FOUR STARS The Pappas brothers take the world of skateboarding head on.

DOCUMENTARY AUSTRALIA English #ALLTHISMAYHEM

Starring Tas Pappas, Ben Pappas

When a couple of westie kids from Melbourne arrived in Los Angeles in the early 1990's, professional skateboarding was turned upside down. So too were the lives of the Ben and Tuss Pappas, the bogan brothers whose meteoric rise to stardom would also be their undoing.


“There's three sides to every story. Yours, mine and the truth.” Tas Pappas has such an acute sense of self-awareness that without his raw, clear voice, this unflinching documentary would another merit-and-misery account often seen on TV's Australian Story. His candid presence, startling energy and remarkable sense of humour turns the film on its provocative head. This aggressive, short-fused yet somehow endearing man holds the hand of all audience members for this story isn't so much about skating (although he does give it grist for the sporting luddites among us), All This Mayhem is about survival.


Using kilometres of video shot by fellow skaters from the time the Pappas brothers first stepped onto a park in Prahran through wild parties, their rise to become the darlings of ESPN and eventual fall from grace, director Eddie Martin has crafted a remarkable film: part time capsule, part reality TV. The video actuality is a gift. From their fiery beginnings through drug and alcohol addiction to the inevitable tragedy, there's not a moment of the Pappas story that Martin hasn't been able to show first hand. It's as thrilling and funny as it is disheartening and gut-wrenching.

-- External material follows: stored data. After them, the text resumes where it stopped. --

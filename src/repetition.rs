// src/repetition.rs

//! Per-topic memory decay.
//!
//! Each (learner, topic) pair carries a [`RepetitionRecord`] holding a mastery
//! level in `0..=max_level` and an easiness factor. A study event moves the
//! level one step up or down depending on the performance score, and the
//! level alone picks the next review interval from a fixed table. The
//! easiness factor follows the SM-2 quality update and only feeds later
//! easiness updates.

use crate::config::RepetitionConfig;
use crate::constants::DAY_SECONDS;
use crate::error::{Result, SchedulerError};
use crate::models::{DueTopic, LearnerId, RepetitionRecord, TopicId};
use crate::store::RepetitionStore;
use chrono::{DateTime, Duration, Utc};
use log::{debug, info};

#[derive(Debug, Clone, Default)]
pub struct RepetitionTracker {
    config: RepetitionConfig,
}

impl RepetitionTracker {
    pub fn new(config: RepetitionConfig) -> Self {
        RepetitionTracker { config }
    }

    pub fn config(&self) -> &RepetitionConfig {
        &self.config
    }

    /// SM-2 easiness update on a 0-5 quality scale derived from `score`.
    pub fn update_easiness(&self, easiness_factor: f64, score: f64) -> f64 {
        let quality = (score * 5.0).round();
        let miss = 5.0 - quality;
        let updated = easiness_factor + (0.1 - miss * (0.08 + miss * 0.02));
        updated.clamp(self.config.ease_factor_min, self.config.ease_factor_max)
    }

    /// Review interval in days for a repetition level.
    ///
    /// The easiness factor does not scale the table; levels past the end of
    /// the table reuse its last entry.
    pub fn next_interval(&self, level: u8, _easiness_factor: f64) -> i64 {
        let table = &self.config.interval_table_days;
        let idx = (level as usize).min(table.len().saturating_sub(1));
        table.get(idx).copied().unwrap_or(self.config.first_review_days)
    }

    /// Computes the record that results from one study event.
    ///
    /// Pure: `previous` is the stored record, if any, and nothing is written.
    pub fn advance(
        &self,
        previous: Option<&RepetitionRecord>,
        learner_id: LearnerId,
        topic_id: TopicId,
        performance_score: f64,
        now: DateTime<Utc>,
    ) -> Result<RepetitionRecord> {
        validate_score(performance_score)?;
        let success = performance_score >= self.config.success_threshold;

        let Some(prev) = previous else {
            let level = u8::from(success);
            debug!(
                "[Repetition Input] First touch: learner {}, topic {}, score {:.2}",
                learner_id, topic_id, performance_score
            );
            return Ok(RepetitionRecord {
                learner_id,
                topic_id,
                last_studied_at: now,
                next_review_at: now + Duration::days(self.config.first_review_days),
                repetition_level: level,
                consecutive_correct: u32::from(level),
                easiness_factor: self
                    .update_easiness(self.config.ease_factor_default, performance_score),
            });
        };

        let on_time = now <= prev.next_review_at;
        debug!(
            "[Repetition Input] Level: {}, OnTime: {}, Score: {:.2}, Ease: {:.2}",
            prev.repetition_level, on_time, performance_score, prev.easiness_factor
        );

        let (level, consecutive_correct) = if success {
            let streak = if on_time { prev.consecutive_correct + 1 } else { 1 };
            (
                prev.repetition_level
                    .saturating_add(1)
                    .min(self.config.max_level),
                streak,
            )
        } else {
            (prev.repetition_level.saturating_sub(1), 0)
        };

        let easiness_factor = self.update_easiness(prev.easiness_factor, performance_score);
        let interval = self.next_interval(level, easiness_factor);

        Ok(RepetitionRecord {
            learner_id,
            topic_id,
            last_studied_at: now,
            next_review_at: now + Duration::days(interval),
            repetition_level: level,
            consecutive_correct,
            easiness_factor,
        })
    }

    pub fn record_study_event<S: RepetitionStore>(
        &self,
        store: &mut S,
        learner_id: LearnerId,
        topic_id: TopicId,
        performance_score: f64,
    ) -> Result<RepetitionRecord> {
        self.record_study_event_at(store, learner_id, topic_id, performance_score, Utc::now())
    }

    /// Reads, advances and writes back the record for one study event.
    ///
    /// The read and the write go through [`RepetitionStore::update_with`], so
    /// a store shared between connections applies them atomically.
    pub fn record_study_event_at<S: RepetitionStore>(
        &self,
        store: &mut S,
        learner_id: LearnerId,
        topic_id: TopicId,
        performance_score: f64,
        now: DateTime<Utc>,
    ) -> Result<RepetitionRecord> {
        validate_score(performance_score)?;
        store.update_with(learner_id, topic_id, |previous| {
            let updated = self.advance(previous, learner_id, topic_id, performance_score, now)?;
            match previous {
                Some(prev) => info!(
                    "[Repetition Result] Topic {}: Level {} -> {}, Ease {:.2} -> {:.2}, Next review {}",
                    topic_id,
                    prev.repetition_level,
                    updated.repetition_level,
                    prev.easiness_factor,
                    updated.easiness_factor,
                    updated.next_review_at
                ),
                None => info!(
                    "[Repetition Result] Topic {}: created at level {}, next review {}",
                    topic_id, updated.repetition_level, updated.next_review_at
                ),
            }
            Ok(updated)
        })
    }

    pub fn list_due<S: RepetitionStore>(
        &self,
        store: &S,
        learner_id: LearnerId,
        limit: usize,
        now: DateTime<Utc>,
    ) -> Result<Vec<DueTopic>> {
        let due = store
            .list_due(learner_id, now, limit)?
            .into_iter()
            .map(|record| annotate_due(record, now))
            .collect::<Vec<_>>();
        debug!("[Repetition] {} topics due for learner {}", due.len(), learner_id);
        Ok(due)
    }
}

pub fn annotate_due(record: RepetitionRecord, now: DateTime<Utc>) -> DueTopic {
    DueTopic {
        days_overdue: whole_days_between(record.next_review_at, now),
        days_since_last_study: whole_days_between(record.last_studied_at, now),
        record,
    }
}

fn whole_days_between(from: DateTime<Utc>, to: DateTime<Utc>) -> i64 {
    (to - from).num_seconds().div_euclid(DAY_SECONDS)
}

fn validate_score(score: f64) -> Result<()> {
    if (0.0..=1.0).contains(&score) {
        Ok(())
    } else {
        Err(SchedulerError::InvalidPerformanceScore(score))
    }
}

All This Mayhem is about skateboarding, a sport some believe was wrestled from skaters and turned into a corporate money machine. It's about players who worked out how to work the new rules, and the unsuspecting ground out by the gear change. It's rock and roll. The burning realisation for Tas that despite international recognition, the lives he and Ben led were, in the end, no different than if they'd stayed in Melbourne's west is the most telling of all. Yet there's also hope that, in the end, no matter the battering he took, Tas Pappas did survive. Crisp, decisive, illuminating – this is essential viewing.